— TASK MATERIAL —

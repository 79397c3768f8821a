//! User self-service handlers — account deletion and password reset.

use axum::Json;
use axum::extract::State;
use validator::Validate;

use crate::dto::request::{PasswordBody, ResetPasswordBody};
use crate::dto::response::MessageResponse;
use crate::error::ApiError;
use crate::extractors::CurrentUser;
use crate::state::AppState;

/// DELETE /user/delete
pub async fn self_delete(
    State(state): State<AppState>,
    current: CurrentUser,
    Json(body): Json<PasswordBody>,
) -> Result<Json<MessageResponse>, ApiError> {
    body.validate()?;

    state
        .user_service
        .self_delete(&current.user, &body.password)
        .await?;

    Ok(Json(MessageResponse::new("Account deleted successfully")))
}

/// PATCH /user/reset-password
pub async fn reset_password(
    State(state): State<AppState>,
    current: CurrentUser,
    Json(body): Json<ResetPasswordBody>,
) -> Result<Json<MessageResponse>, ApiError> {
    body.validate()?;

    state
        .user_service
        .reset_password(
            &current.user,
            &body.old_password,
            &body.password,
            &body.confirm_password,
        )
        .await?;

    Ok(Json(MessageResponse::new("Password reset successfully")))
}
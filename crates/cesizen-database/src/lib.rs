//! # cesizen-database
//!
//! PostgreSQL connection management and concrete repository
//! implementations for all CesiZen entities.

pub mod connection;
pub mod migration;
pub mod repositories;

pub use connection::create_pool;
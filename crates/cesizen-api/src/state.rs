//! Application state shared across all handlers and middleware.

use std::sync::Arc;

use sqlx::PgPool;

use cesizen_auth::jwt::decoder::JwtDecoder;
use cesizen_auth::jwt::encoder::JwtEncoder;
use cesizen_auth::password::hasher::{Argon2Hasher, PasswordHasher};
use cesizen_auth::password::validator::PasswordValidator;
use cesizen_auth::policy::enforcer::PolicyEnforcer;
use cesizen_auth::policy::store::PolicyStore;
use cesizen_core::config::AppConfig;
use cesizen_core::error::AppError;
use cesizen_core::traits::{Clock, SystemClock};

use cesizen_database::repositories::article::ArticleRepository;
use cesizen_database::repositories::category::CategoryRepository;
use cesizen_database::repositories::exercise::ExerciseRepository;
use cesizen_database::repositories::user::UserRepository;

use cesizen_service::article::ArticleService;
use cesizen_service::auth::AuthService;
use cesizen_service::category::CategoryService;
use cesizen_service::exercise::ExerciseService;
use cesizen_service::user::{UserAdminService, UserService};

/// Application state containing all shared dependencies.
///
/// Passed to every Axum handler via `State<AppState>`.
/// All fields are `Arc`-wrapped for cheap cloning across tasks.
#[derive(Debug, Clone)]
pub struct AppState {
    // ── Configuration ────────────────────────────────────────
    /// Application configuration
    pub config: Arc<AppConfig>,

    // ── Infrastructure ───────────────────────────────────────
    /// PostgreSQL connection pool
    pub db_pool: PgPool,
    /// Time source
    pub clock: Arc<dyn Clock>,

    // ── Auth ─────────────────────────────────────────────────
    /// Access token issuer
    pub jwt_encoder: Arc<JwtEncoder>,
    /// Access token verifier
    pub jwt_decoder: Arc<JwtDecoder>,
    /// Password hashing capability (Argon2id in production)
    pub password_hasher: Arc<dyn PasswordHasher>,
    /// Authorization policy enforcer
    pub policy_enforcer: Arc<PolicyEnforcer>,

    // ── Repositories ─────────────────────────────────────────
    /// Account repository
    pub user_repo: Arc<UserRepository>,

    // ── Services ─────────────────────────────────────────────
    /// Authentication service
    pub auth_service: Arc<AuthService>,
    /// User self-service
    pub user_service: Arc<UserService>,
    /// Admin account management service
    pub user_admin_service: Arc<UserAdminService>,
    /// Article service
    pub article_service: Arc<ArticleService>,
    /// Category service
    pub category_service: Arc<CategoryService>,
    /// Exercise service
    pub exercise_service: Arc<ExerciseService>,
}

impl AppState {
    /// Wires the full dependency graph over an established pool.
    ///
    /// The policy table is loaded here, once; enforcement never touches the
    /// filesystem afterwards.
    pub fn build(config: AppConfig, db_pool: PgPool) -> Result<Self, AppError> {
        let clock: Arc<dyn Clock> = Arc::new(SystemClock);
        Self::build_with(config, db_pool, clock, Arc::new(Argon2Hasher::new()))
    }

    /// Variant of [`Self::build`] with an explicit clock and hasher, used
    /// by tests to pin time and skip expensive hashing.
    pub fn build_with(
        config: AppConfig,
        db_pool: PgPool,
        clock: Arc<dyn Clock>,
        password_hasher: Arc<dyn PasswordHasher>,
    ) -> Result<Self, AppError> {
        let policy_store = PolicyStore::load(&config.policy.file)?;
        let policy_enforcer = Arc::new(PolicyEnforcer::new(policy_store));

        Self::assemble(config, db_pool, clock, password_hasher, policy_enforcer)
    }

    /// Variant used by tests that construct the policy table in memory.
    pub fn build_with_policy(
        config: AppConfig,
        db_pool: PgPool,
        clock: Arc<dyn Clock>,
        password_hasher: Arc<dyn PasswordHasher>,
        policy_store: PolicyStore,
    ) -> Result<Self, AppError> {
        let policy_enforcer = Arc::new(PolicyEnforcer::new(policy_store));
        Self::assemble(config, db_pool, clock, password_hasher, policy_enforcer)
    }

    fn assemble(
        config: AppConfig,
        db_pool: PgPool,
        clock: Arc<dyn Clock>,
        password_hasher: Arc<dyn PasswordHasher>,
        policy_enforcer: Arc<PolicyEnforcer>,
    ) -> Result<Self, AppError> {
        let jwt_encoder = Arc::new(JwtEncoder::new(&config.auth, Arc::clone(&clock))?);
        let jwt_decoder = Arc::new(JwtDecoder::new(&config.auth, Arc::clone(&clock))?);
        let password_validator = Arc::new(PasswordValidator::new(&config.auth));

        let user_repo = Arc::new(UserRepository::new(db_pool.clone()));
        let article_repo = Arc::new(ArticleRepository::new(db_pool.clone()));
        let category_repo = Arc::new(CategoryRepository::new(db_pool.clone()));
        let exercise_repo = Arc::new(ExerciseRepository::new(db_pool.clone()));

        let auth_service = Arc::new(AuthService::new(
            Arc::clone(&user_repo),
            Arc::clone(&password_hasher),
            Arc::clone(&password_validator),
            Arc::clone(&jwt_encoder),
            Arc::clone(&clock),
        ));
        let user_service = Arc::new(UserService::new(
            Arc::clone(&user_repo),
            Arc::clone(&password_hasher),
            Arc::clone(&password_validator),
            Arc::clone(&clock),
        ));
        let user_admin_service = Arc::new(UserAdminService::new(
            Arc::clone(&user_repo),
            Arc::clone(&clock),
        ));
        let article_service = Arc::new(ArticleService::new(
            Arc::clone(&article_repo),
            Arc::clone(&category_repo),
        ));
        let category_service = Arc::new(CategoryService::new(Arc::clone(&category_repo)));
        let exercise_service = Arc::new(ExerciseService::new(Arc::clone(&exercise_repo)));

        Ok(Self {
            config: Arc::new(config),
            db_pool,
            clock,
            jwt_encoder,
            jwt_decoder,
            password_hasher,
            policy_enforcer,
            user_repo,
            auth_service,
            user_service,
            user_admin_service,
            article_service,
            category_service,
            exercise_service,
        })
    }
}
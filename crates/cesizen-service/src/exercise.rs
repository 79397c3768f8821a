//! Breathing exercise service.

use std::sync::Arc;

use cesizen_core::error::AppError;
use cesizen_core::result::AppResult;
use cesizen_database::repositories::exercise::ExerciseRepository;
use cesizen_entity::exercise::BreathingExercise;

/// Handles breathing exercise reading.
#[derive(Debug, Clone)]
pub struct ExerciseService {
    exercise_repo: Arc<ExerciseRepository>,
}

impl ExerciseService {
    /// Creates a new exercise service.
    pub fn new(exercise_repo: Arc<ExerciseRepository>) -> Self {
        Self { exercise_repo }
    }

    /// Lists all exercises.
    pub async fn list(&self) -> AppResult<Vec<BreathingExercise>> {
        self.exercise_repo.list_all().await
    }

    /// Gets one exercise by id.
    pub async fn get(&self, id: i32) -> AppResult<BreathingExercise> {
        self.exercise_repo
            .find_by_id(id)
            .await?
            .ok_or_else(|| AppError::not_found("Exercise not found"))
    }
}
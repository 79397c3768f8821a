//! Convenience result type alias for CesiZen.

use crate::error::AppError;

/// A specialized `Result` type for CesiZen operations.
///
/// This is defined as a convenience so that every crate does not need to
/// write `Result<T, AppError>` explicitly.
pub type AppResult<T> = Result<T, AppError>;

— PROBLEM DESCRIPTION —
Beginning at the top of the data, please return every line until and including the line containing "use cesizen_auth::policy::store::PolicyStore;", copied exactly, and nothing past it.

— ANSWER BELOW —
repository 79397c3768f8821a
//! User self-service handlers — account deletion and password reset.

use axum::Json;
use axum::extract::State;
use validator::Validate;

use crate::dto::request::{PasswordBody, ResetPasswordBody};
use crate::dto::response::MessageResponse;
use crate::error::ApiError;
use crate::extractors::CurrentUser;
use crate::state::AppState;

/// DELETE /user/delete
pub async fn self_delete(
    State(state): State<AppState>,
    current: CurrentUser,
    Json(body): Json<PasswordBody>,
) -> Result<Json<MessageResponse>, ApiError> {
    body.validate()?;

    state
        .user_service
        .self_delete(&current.user, &body.password)
        .await?;

    Ok(Json(MessageResponse::new("Account deleted successfully")))
}

/// PATCH /user/reset-password
pub async fn reset_password(
    State(state): State<AppState>,
    current: CurrentUser,
    Json(body): Json<ResetPasswordBody>,
) -> Result<Json<MessageResponse>, ApiError> {
    body.validate()?;

    state
        .user_service
        .reset_password(
            &current.user,
            &body.old_password,
            &body.password,
            &body.confirm_password,
        )
        .await?;

    Ok(Json(MessageResponse::new("Password reset successfully")))
}
filename crates/cesizen-database/src/lib.rs
//! # cesizen-database
//!
//! PostgreSQL connection management and concrete repository
//! implementations for all CesiZen entities.

pub mod connection;
pub mod migration;
pub mod repositories;

pub use connection::create_pool;
filename crates/cesizen-api/src/state.rs
//! Application state shared across all handlers and middleware.

use std::sync::Arc;

use sqlx::PgPool;

use cesizen_auth::jwt::decoder::JwtDecoder;
use cesizen_auth::jwt::encoder::JwtEncoder;
use cesizen_auth::password::hasher::{Argon2Hasher, PasswordHasher};
use cesizen_auth::password::validator::PasswordValidator;
use cesizen_auth::policy::enforcer::PolicyEnforcer;
use cesizen_auth::policy::store::PolicyStore;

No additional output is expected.